→ **Exercise brief**: Across the entries, how many lines have the string "NothingToSettle" in them? Reply with only a number.
START Task inputs
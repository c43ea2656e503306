//! CSV rendering for the back-office exports.
//!
//! Output is UTF-8 with a byte-order mark so spreadsheet tools pick the
//! right encoding. Amounts render as `12.34`, timestamps as
//! `YYYY-MM-DD HH:MM:SS` (UTC), and enum codes as their labels.

use chrono::{DateTime, Utc};
use serde::Serialize;

use crate::{EngineError, Money, ResultEngine, Settlement, WalletTransaction, Withdrawal};

pub const UTF8_BOM: &[u8] = b"\xEF\xBB\xBF";

fn timestamp(at: DateTime<Utc>) -> String {
    at.format("%Y-%m-%d %H:%M:%S").to_string()
}

fn optional_timestamp(at: Option<DateTime<Utc>>) -> String {
    at.map(timestamp).unwrap_or_default()
}

fn amount(minor: i64) -> String {
    Money::new(minor).to_string()
}

#[derive(Serialize)]
struct SettlementRow<'a> {
    settlement_no: &'a str,
    kind: &'static str,
    target_id: i64,
    period_start: String,
    period_end: String,
    total_amount: String,
    fee: String,
    actual_amount: String,
    item_count: i64,
    status: &'static str,
    settled_at: String,
    created_at: String,
}

impl<'a> From<&'a Settlement> for SettlementRow<'a> {
    fn from(settlement: &'a Settlement) -> Self {
        Self {
            settlement_no: &settlement.settlement_no,
            kind: settlement.kind.label(),
            target_id: settlement.target_id,
            period_start: settlement.period_start.to_string(),
            period_end: settlement.period_end.to_string(),
            total_amount: amount(settlement.total_amount_minor),
            fee: amount(settlement.fee_minor),
            actual_amount: amount(settlement.actual_amount_minor),
            item_count: settlement.item_count,
            status: settlement.status.label(),
            settled_at: optional_timestamp(settlement.settled_at),
            created_at: timestamp(settlement.created_at),
        }
    }
}

#[derive(Serialize)]
struct WithdrawalRow<'a> {
    withdrawal_no: &'a str,
    user_id: i64,
    kind: &'static str,
    amount: String,
    fee: String,
    actual_amount: String,
    channel: &'a str,
    status: &'static str,
    reject_reason: &'a str,
    created_at: String,
    processed_at: String,
}

impl<'a> From<&'a Withdrawal> for WithdrawalRow<'a> {
    fn from(withdrawal: &'a Withdrawal) -> Self {
        Self {
            withdrawal_no: &withdrawal.withdrawal_no,
            user_id: withdrawal.user_id,
            kind: withdrawal.kind.label(),
            amount: amount(withdrawal.amount_minor),
            fee: amount(withdrawal.fee_minor),
            actual_amount: amount(withdrawal.actual_amount_minor),
            channel: &withdrawal.channel,
            status: withdrawal.status.label(),
            reject_reason: withdrawal.reject_reason.as_deref().unwrap_or_default(),
            created_at: timestamp(withdrawal.created_at),
            processed_at: optional_timestamp(withdrawal.processed_at),
        }
    }
}

#[derive(Serialize)]
struct WalletTransactionRow<'a> {
    id: i64,
    user_id: i64,
    kind: &'static str,
    amount: String,
    reference_no: &'a str,
    remark: &'a str,
    created_at: String,
}

impl<'a> From<&'a WalletTransaction> for WalletTransactionRow<'a> {
    fn from(transaction: &'a WalletTransaction) -> Self {
        Self {
            id: transaction.id,
            user_id: transaction.user_id,
            kind: transaction.kind.label(),
            amount: amount(transaction.amount_minor),
            reference_no: transaction.reference_no.as_deref().unwrap_or_default(),
            remark: transaction.remark.as_deref().unwrap_or_default(),
            created_at: timestamp(transaction.created_at),
        }
    }
}

/// Writes the BOM, the header row and one record per item. The header is
/// written even when `rows` is empty.
fn render<'a, T, R>(rows: &'a [T], headers: &[&str]) -> ResultEngine<Vec<u8>>
where
    R: Serialize + From<&'a T>,
{
    let mut writer = csv::WriterBuilder::new()
        .has_headers(false)
        .from_writer(UTF8_BOM.to_vec());
    writer.write_record(headers)?;
    for row in rows {
        writer.serialize(R::from(row))?;
    }
    writer
        .into_inner()
        .map_err(|err| EngineError::Export(err.into_error().into()))
}

const SETTLEMENT_HEADERS: &[&str] = &[
    "Settlement No",
    "Type",
    "Target ID",
    "Period Start",
    "Period End",
    "Total Amount",
    "Fee",
    "Actual Amount",
    "Items",
    "Status",
    "Settled At",
    "Created At",
];

const WITHDRAWAL_HEADERS: &[&str] = &[
    "Withdrawal No",
    "User ID",
    "Type",
    "Amount",
    "Fee",
    "Actual Amount",
    "Channel",
    "Status",
    "Reject Reason",
    "Created At",
    "Processed At",
];

const WALLET_TRANSACTION_HEADERS: &[&str] = &[
    "ID",
    "User ID",
    "Type",
    "Amount",
    "Reference No",
    "Remark",
    "Created At",
];

pub fn settlements_csv(settlements: &[Settlement]) -> ResultEngine<Vec<u8>> {
    render::<_, SettlementRow>(settlements, SETTLEMENT_HEADERS)
}

pub fn withdrawals_csv(withdrawals: &[Withdrawal]) -> ResultEngine<Vec<u8>> {
    render::<_, WithdrawalRow>(withdrawals, WITHDRAWAL_HEADERS)
}

pub fn wallet_transactions_csv(transactions: &[WalletTransaction]) -> ResultEngine<Vec<u8>> {
    render::<_, WalletTransactionRow>(transactions, WALLET_TRANSACTION_HEADERS)
}

#[cfg(test)]
mod tests {
    use chrono::{NaiveDate, TimeZone};

    use super::*;
    use crate::{SettlementKind, SettlementStatus, WalletTransactionKind};

    fn settlement() -> Settlement {
        Settlement {
            id: 1,
            settlement_no: "ST00000001".to_string(),
            kind: SettlementKind::Merchant,
            target_id: 3,
            period_start: NaiveDate::from_ymd_opt(2024, 3, 1).unwrap(),
            period_end: NaiveDate::from_ymd_opt(2024, 3, 31).unwrap(),
            total_amount_minor: 10_000,
            fee_minor: 1_000,
            actual_amount_minor: 9_000,
            item_count: 1,
            status: SettlementStatus::Completed,
            operator_id: Some(1),
            settled_at: Some(Utc.with_ymd_and_hms(2024, 4, 2, 9, 30, 5).unwrap()),
            created_at: Utc.with_ymd_and_hms(2024, 4, 1, 8, 0, 0).unwrap(),
        }
    }

    #[test]
    fn settlements_render_with_bom_and_labels() {
        let bytes = settlements_csv(&[settlement()]).unwrap();
        assert!(bytes.starts_with(UTF8_BOM));

        let text = String::from_utf8(bytes[UTF8_BOM.len()..].to_vec()).unwrap();
        let mut lines = text.lines();
        assert_eq!(lines.next().unwrap(), SETTLEMENT_HEADERS.join(","));
        assert_eq!(
            lines.next().unwrap(),
            "ST00000001,Merchant,3,2024-03-01,2024-03-31,100.00,10.00,90.00,1,Completed,\
             2024-04-02 09:30:05,2024-04-01 08:00:00"
        );
        assert!(lines.next().is_none());
    }

    #[test]
    fn empty_export_still_has_a_header() {
        let bytes = withdrawals_csv(&[]).unwrap();
        let text = String::from_utf8(bytes[UTF8_BOM.len()..].to_vec()).unwrap();
        assert_eq!(text.trim_end(), WITHDRAWAL_HEADERS.join(","));
    }

    #[test]
    fn transactions_quote_free_text() {
        let transaction = WalletTransaction {
            id: 9,
            user_id: 7,
            kind: WalletTransactionKind::Withdraw,
            amount_minor: 1_050,
            reference_no: Some("WD00000001".to_string()),
            remark: Some("paid, thanks".to_string()),
            created_at: Utc.with_ymd_and_hms(2024, 5, 1, 0, 0, 0).unwrap(),
        };
        let bytes = wallet_transactions_csv(&[transaction]).unwrap();
        let text = String::from_utf8(bytes[UTF8_BOM.len()..].to_vec()).unwrap();
        let row = text.lines().nth(1).unwrap();
        let expected = format!(
            "9,7,{},10.50,WD00000001,\"paid, thanks\",2024-05-01 00:00:00",
            WalletTransactionKind::Withdraw.label()
        );
        assert_eq!(row, expected);
    }
}
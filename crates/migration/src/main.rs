use sea_orm::Database;
use sea_orm_migration::prelude::*;

#[tokio::main]
async fn main() -> Result<(), Box<dyn std::error::Error + Send + Sync>> {
    let mut args = std::env::args().skip(1);
    let cmd = args.next().unwrap_or_else(|| "up".to_string());

    let db_url = std::env::var("DATABASE_URL")
        .unwrap_or_else(|_| "sqlite:./lockfin.db?mode=rwc".to_string());

    let db = Database::connect(&db_url).await?;

    match cmd.as_str() {
        "up" => migration::Migrator::up(&db, None).await?,
        "down" => migration::Migrator::down(&db, None).await?,
        "fresh" => migration::Migrator::fresh(&db).await?,
        "status" => {
            migration::Migrator::status(&db).await?;
        }
        _ => {
            eprintln!("Usage: cargo run -p migration -- [up|down|fresh|status]");
            std::process::exit(2);
        }
    }

    Ok(())
}
//! Lockers / kiosks. Orders are fulfilled by a device, which belongs to a
//! venue, which belongs to a merchant.

use sea_orm::entity::prelude::*;

#[derive(Clone, Debug, PartialEq, Eq, DeriveEntityModel)]
#[sea_orm(table_name = "devices")]
pub struct Model {
    #[sea_orm(primary_key)]
    pub id: i64,
    pub venue_id: i64,
    pub device_no: String,
    pub created_at: DateTimeUtc,
}

#[derive(Copy, Clone, Debug, EnumIter, DeriveRelation)]
pub enum Relation {
    #[sea_orm(
        belongs_to = "super::venues::Entity",
        from = "Column::VenueId",
        to = "super::venues::Column::Id",
        on_update = "NoAction",
        on_delete = "NoAction"
    )]
    Venues,
}

impl Related<super::venues::Entity> for Entity {
    fn to() -> RelationDef {
        Relation::Venues.def()
    }
}

impl ActiveModelBehavior for ActiveModel {}
//! User wallet balance: `balance_minor` (spendable), `frozen_balance_minor`
//! (reserved by pending withdrawals) and `total_withdrawn_minor`.

use sea_orm::entity::prelude::*;
use serde::{Deserialize, Serialize};

#[derive(Clone, Debug, PartialEq, Eq, Serialize, Deserialize)]
pub struct WalletBalance {
    pub user_id: i64,
    pub balance_minor: i64,
    pub frozen_balance_minor: i64,
    pub total_withdrawn_minor: i64,
}

#[derive(Clone, Debug, PartialEq, Eq, DeriveEntityModel)]
#[sea_orm(table_name = "user_wallets")]
pub struct Model {
    #[sea_orm(primary_key, auto_increment = false)]
    pub user_id: i64,
    pub balance_minor: i64,
    pub frozen_balance_minor: i64,
    pub total_withdrawn_minor: i64,
    pub updated_at: DateTimeUtc,
}

#[derive(Copy, Clone, Debug, EnumIter, DeriveRelation)]
pub enum Relation {}

impl ActiveModelBehavior for ActiveModel {}

impl From<Model> for WalletBalance {
    fn from(model: Model) -> Self {
        Self {
            user_id: model.user_id,
            balance_minor: model.balance_minor,
            frozen_balance_minor: model.frozen_balance_minor,
            total_withdrawn_minor: model.total_withdrawn_minor,
        }
    }
}
pub use batch::{BatchItem, BatchReport, ItemOutcome, SkipReason};
pub use commissions::CommissionStatus;
pub use distributors::DistributorBalance;
pub use error::{EngineError, ErrorKind};
pub use export::UTF8_BOM;
pub use merchants::MerchantStatus;
pub use money::Money;
pub use numbers::{
    NumberGenerator, SETTLEMENT_PREFIX, SequenceNumberGenerator, TimestampNumberGenerator,
};
pub use operators::Operator;
pub use ops::{
    ChannelShare, DailyRefund, DailyRevenue, EXPORT_ROW_LIMIT, Engine, EngineBuilder,
    OrderTypeRevenue, Overview, SettlementKindStats, SettlementListFilter, SettlementStats,
    StatusTotals, TransactionExportFilter, WithdrawalListFilter, WithdrawalSummary,
};
pub use orders::OrderStatus;
pub use payments::PaymentStatus;
pub use period::{MAX_REPORT_DAYS, Period};
pub use settlements::{
    Settlement, SettlementAmounts, SettlementDetail, SettlementKind, SettlementStatus,
};
pub use user_wallets::WalletBalance;
pub use wallet_transactions::{WalletTransaction, WalletTransactionKind};
pub use withdrawals::{Withdrawal, WithdrawalAction, WithdrawalKind, WithdrawalStatus};

mod batch;
mod commissions;
mod devices;
mod distributors;
mod error;
mod export;
mod merchants;
mod money;
mod numbers;
mod operators;
mod ops;
mod orders;
mod payments;
mod period;
mod refunds;
mod settlements;
mod user_wallets;
mod users;
mod venues;
mod wallet_transactions;
mod withdrawals;

pub type ResultEngine<T> = Result<T, EngineError>;
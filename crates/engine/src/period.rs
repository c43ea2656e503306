//! Inclusive date ranges used by settlements and reports.

use std::collections::BTreeMap;

use chrono::{DateTime, Days, NaiveDate, NaiveTime, Utc};
use serde::{Deserialize, Serialize};

use crate::{EngineError, ResultEngine};

/// Longest range accepted by the densified daily reports.
pub const MAX_REPORT_DAYS: i64 = 366;

/// An inclusive `[start, end]` range of calendar days (UTC).
///
/// Timestamps fall inside the period when they are within
/// `[start 00:00, end + 1 day 00:00)`.
#[derive(Clone, Copy, Debug, PartialEq, Eq, Serialize, Deserialize)]
pub struct Period {
    start: NaiveDate,
    end: NaiveDate,
}

impl Period {
    pub fn new(start: NaiveDate, end: NaiveDate) -> ResultEngine<Self> {
        if start > end {
            return Err(EngineError::InvalidPeriod(format!(
                "start {start} is after end {end}"
            )));
        }
        if end.checked_add_days(Days::new(1)).is_none() {
            return Err(EngineError::InvalidPeriod(format!("end {end} out of range")));
        }
        Ok(Self { start, end })
    }

    /// Same as [`Period::new`], additionally capping the length for reports
    /// that emit one row per day.
    pub fn for_report(start: NaiveDate, end: NaiveDate) -> ResultEngine<Self> {
        let period = Self::new(start, end)?;
        if period.len_days() > MAX_REPORT_DAYS {
            return Err(EngineError::InvalidPeriod(format!(
                "report range must not exceed {MAX_REPORT_DAYS} days"
            )));
        }
        Ok(period)
    }

    pub fn start(&self) -> NaiveDate {
        self.start
    }

    pub fn end(&self) -> NaiveDate {
        self.end
    }

    /// Inclusive lower bound.
    pub fn lower_bound(&self) -> DateTime<Utc> {
        self.start.and_time(NaiveTime::MIN).and_utc()
    }

    /// Exclusive upper bound (midnight after `end`).
    pub fn upper_bound(&self) -> DateTime<Utc> {
        self.end
            .checked_add_days(Days::new(1))
            .unwrap_or(self.end)
            .and_time(NaiveTime::MIN)
            .and_utc()
    }

    pub fn contains(&self, at: DateTime<Utc>) -> bool {
        at >= self.lower_bound() && at < self.upper_bound()
    }

    pub fn len_days(&self) -> i64 {
        (self.end - self.start).num_days() + 1
    }

    /// Every day of the period, in order.
    pub fn days(&self) -> impl Iterator<Item = NaiveDate> + '_ {
        self.start.iter_days().take_while(move |day| *day <= self.end)
    }

    /// Left-joins `buckets` against every day of the period, so days without
    /// activity come out as `T::default()`.
    pub fn densify<T: Default + Clone>(
        &self,
        buckets: &BTreeMap<NaiveDate, T>,
    ) -> Vec<(NaiveDate, T)> {
        self.days()
            .map(|day| (day, buckets.get(&day).cloned().unwrap_or_default()))
            .collect()
    }
}
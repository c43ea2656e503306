use std::fmt;

/// Signed money amount represented as integer **minor units** (cents).
///
/// The engine stores every monetary value as `i64` minor units to avoid
/// floating-point drift; `Money` exists for formatting and for the
/// commission arithmetic.
///
/// # Examples
///
/// ```rust
/// use engine::Money;
///
/// let amount = Money::new(12_34);
/// assert_eq!(amount.minor(), 1234);
/// assert_eq!(amount.to_string(), "12.34");
/// ```
#[derive(Clone, Copy, Debug, Default, PartialEq, Eq, PartialOrd, Ord, Hash)]
#[repr(transparent)]
pub struct Money(i64);

impl Money {
    pub const ZERO: Money = Money(0);

    /// Creates a new amount from integer minor units.
    #[must_use]
    pub const fn new(minor: i64) -> Self {
        Self(minor)
    }

    /// Returns the raw value in minor units.
    #[must_use]
    pub const fn minor(self) -> i64 {
        self.0
    }

    /// Applies a rate expressed in basis points (1 bps = 0.01%), rounding
    /// half away from zero.
    ///
    /// ```rust
    /// use engine::Money;
    ///
    /// assert_eq!(Money::new(10_000).apply_bps(1_000), Money::new(1_000));
    /// assert_eq!(Money::new(5).apply_bps(1_000), Money::new(1));
    /// ```
    #[must_use]
    pub fn apply_bps(self, bps: i32) -> Money {
        let product = i128::from(self.0) * i128::from(bps);
        let half = if product >= 0 { 5_000 } else { -5_000 };
        let rounded = (product + half) / 10_000;
        Money(rounded.clamp(i128::from(i64::MIN), i128::from(i64::MAX)) as i64)
    }
}

impl fmt::Display for Money {
    fn fmt(&self, f: &mut fmt::Formatter<'_>) -> fmt::Result {
        let sign = if self.0 < 0 { "-" } else { "" };
        let abs = self.0.unsigned_abs();
        let major = abs / 100;
        let minor = abs % 100;
        write!(f, "{sign}{major}.{minor:02}")
    }
}

impl From<i64> for Money {
    fn from(value: i64) -> Self {
        Self(value)
    }
}

impl From<Money> for i64 {
    fn from(value: Money) -> Self {
        value.0
    }
}
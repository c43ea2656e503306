use sea_orm::entity::prelude::*;

#[derive(Clone, Debug, PartialEq, Eq, DeriveEntityModel)]
#[sea_orm(table_name = "venues")]
pub struct Model {
    #[sea_orm(primary_key)]
    pub id: i64,
    pub merchant_id: i64,
    pub name: String,
    pub address: Option<String>,
    pub created_at: DateTimeUtc,
}

#[derive(Copy, Clone, Debug, EnumIter, DeriveRelation)]
pub enum Relation {
    #[sea_orm(
        belongs_to = "super::merchants::Entity",
        from = "Column::MerchantId",
        to = "super::merchants::Column::Id",
        on_update = "NoAction",
        on_delete = "NoAction"
    )]
    Merchants,
    #[sea_orm(has_many = "super::devices::Entity")]
    Devices,
}

impl Related<super::merchants::Entity> for Entity {
    fn to() -> RelationDef {
        Relation::Merchants.def()
    }
}

impl Related<super::devices::Entity> for Entity {
    fn to() -> RelationDef {
        Relation::Devices.def()
    }
}

impl ActiveModelBehavior for ActiveModel {}
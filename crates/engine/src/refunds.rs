//! Refunds against payments. Status values are shared with
//! [`PaymentStatus`](crate::payments::PaymentStatus).

use sea_orm::entity::prelude::*;

#[derive(Clone, Debug, PartialEq, Eq, DeriveEntityModel)]
#[sea_orm(table_name = "refunds")]
pub struct Model {
    #[sea_orm(primary_key)]
    pub id: i64,
    #[sea_orm(unique)]
    pub refund_no: String,
    pub order_id: i64,
    pub payment_id: i64,
    pub amount_minor: i64,
    pub status: String,
    pub refunded_at: Option<DateTimeUtc>,
    pub created_at: DateTimeUtc,
}

#[derive(Copy, Clone, Debug, EnumIter, DeriveRelation)]
pub enum Relation {}

impl ActiveModelBehavior for ActiveModel {}
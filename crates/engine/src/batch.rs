//! Per-item outcomes of best-effort batch operations.
//!
//! Batches (settlement generation, bulk withdrawal audits) process items
//! sequentially and keep going when one item fails. The report records what
//! happened to every item instead of collapsing failures into one result.

use serde::{Deserialize, Serialize};

use crate::{EngineError, ErrorKind};

/// Why a batch item was left untouched.
#[derive(Clone, Copy, Debug, PartialEq, Eq, Serialize, Deserialize)]
#[serde(rename_all = "snake_case")]
pub enum SkipReason {
    /// A settlement already exists for the target and period.
    AlreadySettled,
    /// Nothing to pay out for the period.
    NothingToSettle,
}

impl SkipReason {
    pub fn as_str(self) -> &'static str {
        match self {
            Self::AlreadySettled => "already_settled",
            Self::NothingToSettle => "nothing_to_settle",
        }
    }
}

#[derive(Clone, Debug, PartialEq)]
pub enum ItemOutcome<T> {
    Done(T),
    Skipped(SkipReason),
    Failed { kind: ErrorKind, message: String },
}

#[derive(Clone, Debug, PartialEq)]
pub struct BatchItem<T> {
    /// Target or withdrawal id the outcome belongs to.
    pub id: i64,
    pub outcome: ItemOutcome<T>,
}

#[derive(Clone, Debug, PartialEq)]
pub struct BatchReport<T> {
    pub items: Vec<BatchItem<T>>,
}

impl<T> Default for BatchReport<T> {
    fn default() -> Self {
        Self { items: Vec::new() }
    }
}

impl<T> BatchReport<T> {
    pub(crate) fn done(&mut self, id: i64, value: T) {
        self.items.push(BatchItem {
            id,
            outcome: ItemOutcome::Done(value),
        });
    }

    pub(crate) fn skipped(&mut self, id: i64, reason: SkipReason) {
        self.items.push(BatchItem {
            id,
            outcome: ItemOutcome::Skipped(reason),
        });
    }

    pub(crate) fn failed(&mut self, id: i64, err: &EngineError) {
        self.items.push(BatchItem {
            id,
            outcome: ItemOutcome::Failed {
                kind: err.kind(),
                message: err.to_string(),
            },
        });
    }

    /// Values of the items that went through.
    pub fn succeeded(&self) -> impl Iterator<Item = &T> {
        self.items.iter().filter_map(|item| match &item.outcome {
            ItemOutcome::Done(value) => Some(value),
            _ => None,
        })
    }

    pub fn failed_ids(&self) -> Vec<i64> {
        self.items
            .iter()
            .filter(|item| matches!(item.outcome, ItemOutcome::Failed { .. }))
            .map(|item| item.id)
            .collect()
    }

    pub fn skipped_ids(&self) -> Vec<i64> {
        self.items
            .iter()
            .filter(|item| matches!(item.outcome, ItemOutcome::Skipped(_)))
            .map(|item| item.id)
            .collect()
    }
}

#[cfg(test)]
mod tests {
    use super::*;

    #[test]
    fn report_keeps_every_outcome_in_order() {
        let mut report = BatchReport::default();
        report.done(1, "ST1");
        report.skipped(2, SkipReason::NothingToSettle);
        report.failed(3, &EngineError::MerchantNotFound("3".to_string()));

        assert_eq!(report.items.len(), 3);
        assert_eq!(report.succeeded().copied().collect::<Vec<_>>(), vec!["ST1"]);
        assert_eq!(report.skipped_ids(), vec![2]);
        assert_eq!(report.failed_ids(), vec![3]);
        assert_eq!(
            report.items[2].outcome,
            ItemOutcome::Failed {
                kind: ErrorKind::NotFound,
                message: "merchant 3 not found".to_string(),
            }
        );
    }
}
END Task inputs
→ **Reply**: 3